Sehr gut. Wenn ich so an meine Kinderbücher denke oder an die Bücher, die ich jetzt mit meiner Tochter anschaue, in denen spielen Kinder im Wald, sie reiten, sitzen am Strand. Wo sind all diese Sachen möglich? Hier. Die Vielfalt ist ja unglaublich. Natürlich ist Berlin, wo ich vorher gelebt habe, eine Metropole, da kann Kiel kulturell schwer mithalten. Aber wenn ich das auf die Bevölkerungsdichte herunterbreche, ist es gar nicht so viel weniger.
Die Stadt passt also, Sie haben Lust auf die Pionierarbeit an der Hochschule, wie ist es mit den Studierenden?
Klar müssen die Studierenden am Anfang das eine oder andere Auge zudrücken, weil es immer mal wieder Schwierigkeiten zu Beginn eines neuen Studienganges gibt, aber bisher sind sie ganz verständnisvoll, arbeiten gut mit und haben keine Berührungsängste. Ich habe schnell gemerkt, dass die Studierenden hier die Inhalte verstehen wollen, sie nehmen alles relativ schnell auf und wenn sie etwas nicht verstehen, dann fragen sie sofort nach, und das finde ich gut.
Nun haben Sie schon erzählt, dass Sie gerne ein Beton-Kanu bauen möchten. Wollen Sie auch noch andere Baustoffe, abseits des Betons erproben?
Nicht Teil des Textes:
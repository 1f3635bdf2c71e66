//! Database queries for the certificate gateway.

use std::time::Duration;

use super::db::{unix_timestamp_ms, GatewayStore, StoreError};
use super::models::CertificateRecord;

impl GatewayStore {
    // =========================================================================
    // Certificate queries
    // =========================================================================

    /// Insert a held certificate and return its local id.
    pub async fn insert_certificate(
        &self,
        raw_request: &[u8],
        metadata: &str,
        cert_id: &[u8],
    ) -> Result<i64, StoreError> {
        let result = sqlx::query(
            "INSERT INTO certificates (raw_request, metadata, cert_id, received_at) VALUES (?, ?, ?, ?)",
        )
        .bind(raw_request)
        .bind(metadata)
        .bind(cert_id)
        .bind(unix_timestamp_ms())
        .execute(self.pool())
        .await?;

        Ok(result.last_insert_rowid())
    }

    /// Mark a certificate processed. A no-op when already processed, so the
    /// null -> non-null transition happens at most once.
    pub async fn mark_processed(&self, id: i64) -> Result<bool, StoreError> {
        let result =
            sqlx::query("UPDATE certificates SET processed_at = ? WHERE id = ? AND processed_at IS NULL")
                .bind(unix_timestamp_ms())
                .bind(id)
                .execute(self.pool())
                .await?;

        Ok(result.rows_affected() > 0)
    }

    /// Unprocessed certificates whose hold has elapsed, in ascending id order.
    pub async fn list_eligible(
        &self,
        now_ms: i64,
        delay_seconds: i64,
    ) -> Result<Vec<CertificateRecord>, StoreError> {
        let cutoff = now_ms - delay_seconds * 1000;

        let records = sqlx::query_as::<_, CertificateRecord>(
            "SELECT * FROM certificates WHERE processed_at IS NULL AND received_at <= ? ORDER BY id ASC",
        )
        .bind(cutoff)
        .fetch_all(self.pool())
        .await?;

        Ok(records)
    }

    /// Look up a held or processed certificate by its 32-byte identifier.
    pub async fn get_by_cert_id(
        &self,
        cert_id: &[u8],
    ) -> Result<Option<CertificateRecord>, StoreError> {
        let record =
            sqlx::query_as::<_, CertificateRecord>("SELECT * FROM certificates WHERE cert_id = ?")
                .bind(cert_id)
                .fetch_optional(self.pool())
                .await?;

        Ok(record)
    }

    /// All certificates, newest first, for the status page.
    pub async fn list_all_descending(&self) -> Result<Vec<CertificateRecord>, StoreError> {
        let records = sqlx::query_as::<_, CertificateRecord>(
            "SELECT * FROM certificates ORDER BY received_at DESC",
        )
        .fetch_all(self.pool())
        .await?;

        Ok(records)
    }

    /// All certificates still awaiting release.
    pub async fn list_unprocessed(&self) -> Result<Vec<CertificateRecord>, StoreError> {
        let records = sqlx::query_as::<_, CertificateRecord>(
            "SELECT * FROM certificates WHERE processed_at IS NULL ORDER BY id ASC",
        )
        .fetch_all(self.pool())
        .await?;

        Ok(records)
    }

    // =========================================================================
    // Configuration and credentials
    // =========================================================================

    /// Read a configuration value; absent keys read as the empty string.
    pub async fn get_config(&self, key: &str) -> Result<String, StoreError> {
        let row: Option<(String,)> =
            sqlx::query_as("SELECT value FROM configuration WHERE key = ?")
                .bind(key)
                .fetch_optional(self.pool())
                .await?;

        Ok(row.map(|(value,)| value).unwrap_or_default())
    }

    pub async fn set_config(&self, key: &str, value: &str) -> Result<(), StoreError> {
        sqlx::query("INSERT OR REPLACE INTO configuration (key, value) VALUES (?, ?)")
            .bind(key)
            .bind(value)
            .execute(self.pool())
            .await?;

        Ok(())
    }

    /// Read a stored credential hash; absent keys read as the empty string.
    pub async fn get_credential(&self, key: &str) -> Result<String, StoreError> {
        let row: Option<(String,)> = sqlx::query_as("SELECT value FROM credentials WHERE key = ?")
            .bind(key)
            .fetch_optional(self.pool())
            .await?;

        Ok(row.map(|(value,)| value).unwrap_or_default())
    }

    pub async fn set_credential(&self, key: &str, value: &str) -> Result<(), StoreError> {
        sqlx::query("INSERT OR REPLACE INTO credentials (key, value) VALUES (?, ?)")
            .bind(key)
            .bind(value)
            .execute(self.pool())
            .await?;

        Ok(())
    }

    // =========================================================================
    // Scheduler flag and kill-switch attempts
    // =========================================================================

    /// Whether the release scheduler is allowed to forward certificates.
    /// Defaults to active when the singleton row is missing.
    pub async fn get_scheduler_flag(&self) -> Result<bool, StoreError> {
        let row: Option<(bool,)> =
            sqlx::query_as("SELECT is_active FROM scheduler_status WHERE id = 1")
                .fetch_optional(self.pool())
                .await?;

        Ok(row.map(|(active,)| active).unwrap_or(true))
    }

    pub async fn set_scheduler_flag(&self, is_active: bool) -> Result<(), StoreError> {
        sqlx::query("UPDATE scheduler_status SET is_active = ?, last_updated = ? WHERE id = 1")
            .bind(is_active)
            .bind(unix_timestamp_ms())
            .execute(self.pool())
            .await?;

        Ok(())
    }

    pub async fn record_attempt(&self, kind: &str) -> Result<(), StoreError> {
        sqlx::query("INSERT INTO kill_switch_attempts (attempt_type, attempted_at) VALUES (?, ?)")
            .bind(kind)
            .bind(unix_timestamp_ms())
            .execute(self.pool())
            .await?;

        Ok(())
    }

    /// Count attempts of a kind within the trailing window.
    pub async fn count_recent_attempts(
        &self,
        kind: &str,
        window: Duration,
    ) -> Result<i64, StoreError> {
        let cutoff = unix_timestamp_ms() - window.as_millis() as i64;

        let row: (i64,) = sqlx::query_as(
            "SELECT COUNT(*) FROM kill_switch_attempts WHERE attempt_type = ? AND attempted_at >= ?",
        )
        .bind(kind)
        .bind(cutoff)
        .fetch_one(self.pool())
        .await?;

        Ok(row.0)
    }

    /// Drop attempts older than the retention window.
    pub async fn prune_attempts(&self, older_than: Duration) -> Result<u64, StoreError> {
        let cutoff = unix_timestamp_ms() - older_than.as_millis() as i64;

        let result = sqlx::query("DELETE FROM kill_switch_attempts WHERE attempted_at < ?")
            .bind(cutoff)
            .execute(self.pool())
            .await?;

        Ok(result.rows_affected())
    }
}
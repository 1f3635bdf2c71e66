//! Deterministic certificate identifier computation.
//!
//! The identifier must match what the aggregation layer computes for the
//! same submission: Keccak-256 throughout, all integers big-endian.

use sha3::{Digest, Keccak256};

use certgate_proto::interop_v1::{imported_bridge_exit::Claim, BridgeExit, ImportedBridgeExit, LeafType};
use certgate_proto::types_v1::Certificate;

/// keccak256 of the canonical empty metadata, used when a bridge exit
/// carries no metadata field.
pub const EMPTY_METADATA_HASH: [u8; 32] = [
    0xc5, 0xd2, 0x46, 0x01, 0x86, 0xf7, 0x23, 0x3c, 0x92, 0x7e, 0x7d, 0xb2, 0xdc, 0xc7, 0x03,
    0xc0, 0xe5, 0x00, 0xb6, 0x53, 0xca, 0x82, 0x27, 0x3b, 0x7b, 0xfa, 0xd8, 0x04, 0x5d, 0x85,
    0xa4, 0x70,
];

/// Compute the 32-byte certificate identifier.
pub fn certificate_id(cert: &Certificate) -> [u8; 32] {
    let exit_hashes: Vec<[u8; 32]> = cert.bridge_exits.iter().map(hash_bridge_exit).collect();
    let combined_exits = keccak_concat(exit_hashes.iter().map(|h| h.as_slice()));

    let imported_hashes: Vec<[u8; 32]> = cert
        .imported_bridge_exits
        .iter()
        .map(hash_imported_bridge_exit)
        .collect();
    let combined_imported = keccak_concat(imported_hashes.iter().map(|h| h.as_slice()));

    let mut hasher = Keccak256::new();
    hasher.update(cert.network_id.to_be_bytes());
    hasher.update(cert.height.to_be_bytes());
    hasher.update(fixed32(&cert.prev_local_exit_root));
    hasher.update(fixed32(&cert.new_local_exit_root));
    hasher.update(combined_exits);
    hasher.update(combined_imported);
    match &cert.metadata {
        Some(metadata) => hasher.update(&metadata.value),
        None => hasher.update([0u8; 32]),
    }
    hasher.finalize().into()
}

/// Hash one bridge exit leaf.
pub fn hash_bridge_exit(exit: &BridgeExit) -> [u8; 32] {
    let mut hasher = Keccak256::new();

    // leaf type collapses to a single byte: 0 for transfers, 1 otherwise
    let leaf_byte: u8 = if exit.leaf_type == LeafType::Transfer as i32 {
        0
    } else {
        1
    };
    hasher.update([leaf_byte]);

    let origin_network = exit
        .token_info
        .as_ref()
        .map(|t| t.origin_network)
        .unwrap_or_default();
    hasher.update(origin_network.to_be_bytes());

    let origin_token = exit
        .token_info
        .as_ref()
        .and_then(|t| t.origin_token_address.as_ref())
        .map(|a| a.value.as_slice())
        .unwrap_or_default();
    hasher.update(origin_token);

    hasher.update(exit.dest_network.to_be_bytes());
    hasher.update(
        exit.dest_address
            .as_ref()
            .map(|a| a.value.as_slice())
            .unwrap_or_default(),
    );

    hasher.update(amount_bytes(
        exit.amount
            .as_ref()
            .map(|a| a.value.as_slice())
            .unwrap_or_default(),
    ));

    match &exit.metadata {
        Some(metadata) => hasher.update(&metadata.value),
        None => hasher.update(EMPTY_METADATA_HASH),
    }

    hasher.finalize().into()
}

/// Hash one imported bridge exit, including its claim digest and global index.
pub fn hash_imported_bridge_exit(imported: &ImportedBridgeExit) -> [u8; 32] {
    let mut hasher = Keccak256::new();

    let inner = imported.bridge_exit.clone().unwrap_or_default();
    hasher.update(hash_bridge_exit(&inner));

    match &imported.claim {
        Some(Claim::Mainnet(mainnet)) => {
            let leaf_mer = proof_hash(
                mainnet
                    .proof_leaf_mer
                    .as_ref()
                    .map(|p| (fixed32(&p.root), &p.siblings)),
            );
            let ger_l1root = proof_hash(
                mainnet
                    .proof_ger_l1root
                    .as_ref()
                    .map(|p| (fixed32(&p.root), &p.siblings)),
            );
            let l1_leaf = mainnet.l1_leaf.clone().unwrap_or_default();
            let ger = keccak2(fixed32(&l1_leaf.mer), fixed32(&l1_leaf.rer));
            let inner_leaf = l1_leaf.inner.unwrap_or_default();

            let mut leaf_hasher = Keccak256::new();
            leaf_hasher.update(ger);
            leaf_hasher.update(fixed32(&inner_leaf.block_hash));
            leaf_hasher.update(inner_leaf.timestamp.to_be_bytes());
            let l1_leaf_hash: [u8; 32] = leaf_hasher.finalize().into();

            let mut claim_hasher = Keccak256::new();
            claim_hasher.update(leaf_mer);
            claim_hasher.update(ger_l1root);
            claim_hasher.update(l1_leaf_hash);
            let claim_hash: [u8; 32] = claim_hasher.finalize().into();
            hasher.update(claim_hash);
        }
        Some(Claim::Rollup(rollup)) => {
            let leaf_ler = proof_hash(
                rollup
                    .proof_leaf_ler
                    .as_ref()
                    .map(|p| (fixed32(&p.root), &p.siblings)),
            );
            let ler_rer = proof_hash(
                rollup
                    .proof_ler_rer
                    .as_ref()
                    .map(|p| (fixed32(&p.root), &p.siblings)),
            );
            let ger_l1root = proof_hash(
                rollup
                    .proof_ger_l1root
                    .as_ref()
                    .map(|p| (fixed32(&p.root), &p.siblings)),
            );
            let l1_leaf = rollup.l1_leaf.clone().unwrap_or_default();
            let ger = keccak2(fixed32(&l1_leaf.mer), fixed32(&l1_leaf.rer));
            let inner_leaf = l1_leaf.inner.unwrap_or_default();

            // the rollup layout keeps the L1 leaf preimage raw, not pre-hashed
            let mut claim_hasher = Keccak256::new();
            claim_hasher.update(leaf_ler);
            claim_hasher.update(ler_rer);
            claim_hasher.update(ger_l1root);
            claim_hasher.update(ger);
            claim_hasher.update(fixed32(&inner_leaf.block_hash));
            claim_hasher.update(inner_leaf.timestamp.to_be_bytes());
            let claim_hash: [u8; 32] = claim_hasher.finalize().into();
            hasher.update(claim_hash);
        }
        None => {}
    }

    hasher.update(
        imported
            .global_index
            .as_ref()
            .map(|g| g.value.as_slice())
            .unwrap_or_default(),
    );

    hasher.finalize().into()
}

/// keccak256(root || sibling_0 || sibling_1 || ...); empty input when the
/// proof itself is missing.
fn proof_hash(
    proof: Option<(&[u8], &Vec<certgate_proto::interop_v1::FixedBytes32>)>,
) -> [u8; 32] {
    let mut hasher = Keccak256::new();
    if let Some((root, siblings)) = proof {
        hasher.update(root);
        for sibling in siblings {
            hasher.update(&sibling.value);
        }
    }
    hasher.finalize().into()
}

fn keccak2(a: &[u8], b: &[u8]) -> [u8; 32] {
    let mut hasher = Keccak256::new();
    hasher.update(a);
    hasher.update(b);
    hasher.finalize().into()
}

fn keccak_concat<'a>(parts: impl Iterator<Item = &'a [u8]>) -> [u8; 32] {
    let mut hasher = Keccak256::new();
    for part in parts {
        hasher.update(part);
    }
    hasher.finalize().into()
}

/// Amounts are 32 bytes big-endian: left-zero-padded when short, the
/// rightmost 32 bytes when longer.
fn amount_bytes(value: &[u8]) -> [u8; 32] {
    let mut out = [0u8; 32];
    if value.len() <= 32 {
        out[32 - value.len()..].copy_from_slice(value);
    } else {
        out.copy_from_slice(&value[value.len() - 32..]);
    }
    out
}

fn fixed32(value: &Option<certgate_proto::interop_v1::FixedBytes32>) -> &[u8] {
    value.as_ref().map(|v| v.value.as_slice()).unwrap_or_default()
}
//! Shared client connection to the upstream aggregation-layer node.
//!
//! The channel is lazy and multiplexed: the submission path, the header
//! interceptor, the release scheduler, and the transparent forwarder all
//! share it.

use std::time::Duration;

use bytes::Bytes;
use http::uri::PathAndQuery;
use tonic::transport::{Channel, Endpoint};
use tonic::{Request, Status};

use certgate_proto::methods;
use certgate_proto::node_v1::node_state_service_client::NodeStateServiceClient;
use certgate_proto::node_v1::{
    GetCertificateHeaderRequest, GetCertificateHeaderResponse, GetLatestCertificateHeaderRequest,
    GetLatestCertificateHeaderResponse, SubmitCertificateResponse,
};

use crate::codec::RawRequestCodec;

/// Per-call send/receive limit: 50 MiB.
pub const MAX_MESSAGE_SIZE: usize = 50 * 1024 * 1024;

/// Deadline applied to every outbound upstream call.
pub const CALL_TIMEOUT: Duration = Duration::from_secs(10);

#[derive(Clone)]
pub struct UpstreamClient {
    channel: Channel,
}

impl UpstreamClient {
    /// Create a lazy connection to the upstream backend. The first RPC
    /// establishes the transport.
    pub fn connect(addr: &str) -> Result<Self, tonic::transport::Error> {
        let endpoint = Endpoint::from_shared(format!("http://{addr}"))?;
        Ok(Self {
            channel: endpoint.connect_lazy(),
        })
    }

    pub fn channel(&self) -> Channel {
        self.channel.clone()
    }

    /// Submit the exact serialized request bytes to the upstream submission
    /// method and decode its response. The payload is never re-serialized,
    /// so the bytes delivered upstream equal the bytes given here.
    pub async fn submit_raw(&self, raw: Vec<u8>) -> Result<SubmitCertificateResponse, Status> {
        let mut grpc = tonic::client::Grpc::new(self.channel.clone())
            .max_encoding_message_size(MAX_MESSAGE_SIZE)
            .max_decoding_message_size(MAX_MESSAGE_SIZE);
        grpc.ready()
            .await
            .map_err(|e| Status::unavailable(format!("upstream unavailable: {e}")))?;

        let mut request = Request::new(Bytes::from(raw));
        request.set_timeout(CALL_TIMEOUT);

        let path = PathAndQuery::from_static(methods::METHOD_SUBMIT_CERTIFICATE);
        let codec = RawRequestCodec::<SubmitCertificateResponse>::default();
        let response = grpc.unary(request, path, codec).await?;
        Ok(response.into_inner())
    }

    pub async fn get_certificate_header(
        &self,
        req: GetCertificateHeaderRequest,
    ) -> Result<GetCertificateHeaderResponse, Status> {
        let mut client = NodeStateServiceClient::new(self.channel.clone())
            .max_encoding_message_size(MAX_MESSAGE_SIZE)
            .max_decoding_message_size(MAX_MESSAGE_SIZE);

        let mut request = Request::new(req);
        request.set_timeout(CALL_TIMEOUT);
        Ok(client.get_certificate_header(request).await?.into_inner())
    }

    pub async fn get_latest_certificate_header(
        &self,
        req: GetLatestCertificateHeaderRequest,
    ) -> Result<GetLatestCertificateHeaderResponse, Status> {
        let mut client = NodeStateServiceClient::new(self.channel.clone())
            .max_encoding_message_size(MAX_MESSAGE_SIZE)
            .max_decoding_message_size(MAX_MESSAGE_SIZE);

        let mut request = Request::new(req);
        request.set_timeout(CALL_TIMEOUT);
        Ok(client
            .get_latest_certificate_header(request)
            .await?
            .into_inner())
    }
}
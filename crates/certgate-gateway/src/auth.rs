//! API key hashing and verification using bcrypt.

use bcrypt::{hash, verify, DEFAULT_COST};

/// Hash an API key for storage in the credentials table.
pub fn hash_key(key: &str) -> Result<String, bcrypt::BcryptError> {
    hash(key, DEFAULT_COST)
}

/// Verify a supplied API key against a stored bcrypt hash.
///
/// Malformed stored hashes verify as false rather than erroring; an empty
/// credential row can never authenticate anything.
pub fn verify_key(key: &str, stored_hash: &str) -> bool {
    verify(key, stored_hash).unwrap_or(false)
}

#[cfg(test)]
#[allow(clippy::unwrap_used)]
mod tests {
    use super::*;

    #[test]
    fn hash_and_verify() {
        let hash = hash_key("mysecret").unwrap();
        assert!(verify_key("mysecret", &hash));
        assert!(!verify_key("wrongkey", &hash));
    }

    #[test]
    fn empty_stored_hash_never_verifies() {
        assert!(!verify_key("anything", ""));
        assert!(!verify_key("", ""));
    }

    #[test]
    fn different_keys_different_hashes() {
        let h1 = hash_key("key1").unwrap();
        let h2 = hash_key("key2").unwrap();
        assert_ne!(h1, h2);
    }
}
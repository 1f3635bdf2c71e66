//! Prometheus metric registration and publication.

use std::collections::HashMap;

use num_bigint::BigUint;
use num_traits::ToPrimitive;
use prometheus::{Encoder, Gauge, IntCounter, Opts, Registry, TextEncoder};

/// A snapshot of the held-certificate queue.
#[derive(Debug, Default)]
pub struct Totals {
    pub cert_count: u64,
    pub networks: HashMap<u32, BigUint>,
}

pub struct PrometheusReporter {
    registry: Registry,
    certificate_total: IntCounter,
    certificate_total_eth: Gauge,
    network_gauges: HashMap<u32, Gauge>,
}

impl PrometheusReporter {
    /// Register the queue metrics plus one gauge per configured network.
    /// Networks outside this list never get a gauge.
    pub fn new(networks: &[u32]) -> Result<Self, prometheus::Error> {
        let registry = Registry::new();

        let certificate_total = IntCounter::with_opts(Opts::new(
            "certificate_total_count",
            "Total number of certificates open in the queue",
        ))?;
        registry.register(Box::new(certificate_total.clone()))?;

        let certificate_total_eth = Gauge::with_opts(Opts::new(
            "certificate_total_eth",
            "Total value of ETH open in the queue across all networks",
        ))?;
        registry.register(Box::new(certificate_total_eth.clone()))?;

        let mut network_gauges = HashMap::new();
        for &network in networks {
            let gauge = Gauge::with_opts(Opts::new(
                format!("network_{network}_total_eth"),
                format!("Total amount of tokens bridged on network {network} in ETH"),
            ))?;
            registry.register(Box::new(gauge.clone()))?;
            network_gauges.insert(network, gauge);
        }

        Ok(Self {
            registry,
            certificate_total,
            certificate_total_eth,
            network_gauges,
        })
    }

    pub fn report_totals(&self, totals: &Totals) {
        self.certificate_total.inc_by(totals.cert_count);

        let mut grand_total = BigUint::default();
        for (network, gauge) in &self.network_gauges {
            match totals.networks.get(network) {
                Some(total) => {
                    gauge.set(wei_to_eth(total));
                    grand_total += total;
                }
                None => gauge.set(0.0),
            }
        }

        self.certificate_total_eth.set(wei_to_eth(&grand_total));
    }

    /// Prometheus text exposition for the scrape endpoint.
    pub fn encode_text(&self) -> Result<String, prometheus::Error> {
        let encoder = TextEncoder::new();
        let metric_families = self.registry.gather();
        let mut buffer = Vec::new();
        encoder.encode(&metric_families, &mut buffer)?;
        String::from_utf8(buffer)
            .map_err(|e| prometheus::Error::Msg(format!("metrics are not UTF-8: {e}")))
    }
}

/// Convert wei to ETH with the fixed 10^18 denominator, regardless of the
/// underlying token.
fn wei_to_eth(wei: &BigUint) -> f64 {
    const WEI_PER_ETH: f64 = 1e18;
    wei.to_f64().unwrap_or(f64::MAX) / WEI_PER_ETH
}
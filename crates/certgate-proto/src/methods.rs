//! Named constants for the gRPC method paths used across the gateway.
//!
//! These are derived from the protobuf service definitions and are shared
//! between the interceptors, the upstream client, and the transparent
//! forwarder so that method paths stay in sync without duplicating string
//! literals.

/// `CertificateSubmissionService/SubmitCertificate`
pub const METHOD_SUBMIT_CERTIFICATE: &str =
    "/agglayer.node.v1.CertificateSubmissionService/SubmitCertificate";

/// `NodeStateService/GetCertificateHeader`
pub const METHOD_GET_CERTIFICATE_HEADER: &str =
    "/agglayer.node.v1.NodeStateService/GetCertificateHeader";

/// `NodeStateService/GetLatestCertificateHeader`
pub const METHOD_GET_LATEST_CERTIFICATE_HEADER: &str =
    "/agglayer.node.v1.NodeStateService/GetLatestCertificateHeader";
Ich bin offen für alles. Im Moment konzentriere ich mich auf Beton, aber zuerst müssen wir das neue Gebäude mit Baustofflabor planen und bauen. Derzeit und sicher auch in Zukunft spielt das digitale Bauen eine zentrale Rolle. Wieso soll man Beton nicht auch drucken können, wie bei einem 3-D-Drucker? Diesbezüglich gibt es bereits erste Forschungsprojekte. Das wäre eine Lösung für das Fachkräfteproblem, ja sogar, um den Mars zu besiedeln. An der FH hier gibt es ja auch Fachleute für den 3-D-Druck, mit denen habe ich auch schon gesprochen. Wer weiß, vielleicht können wir das Beton-Kanu sogar drucken.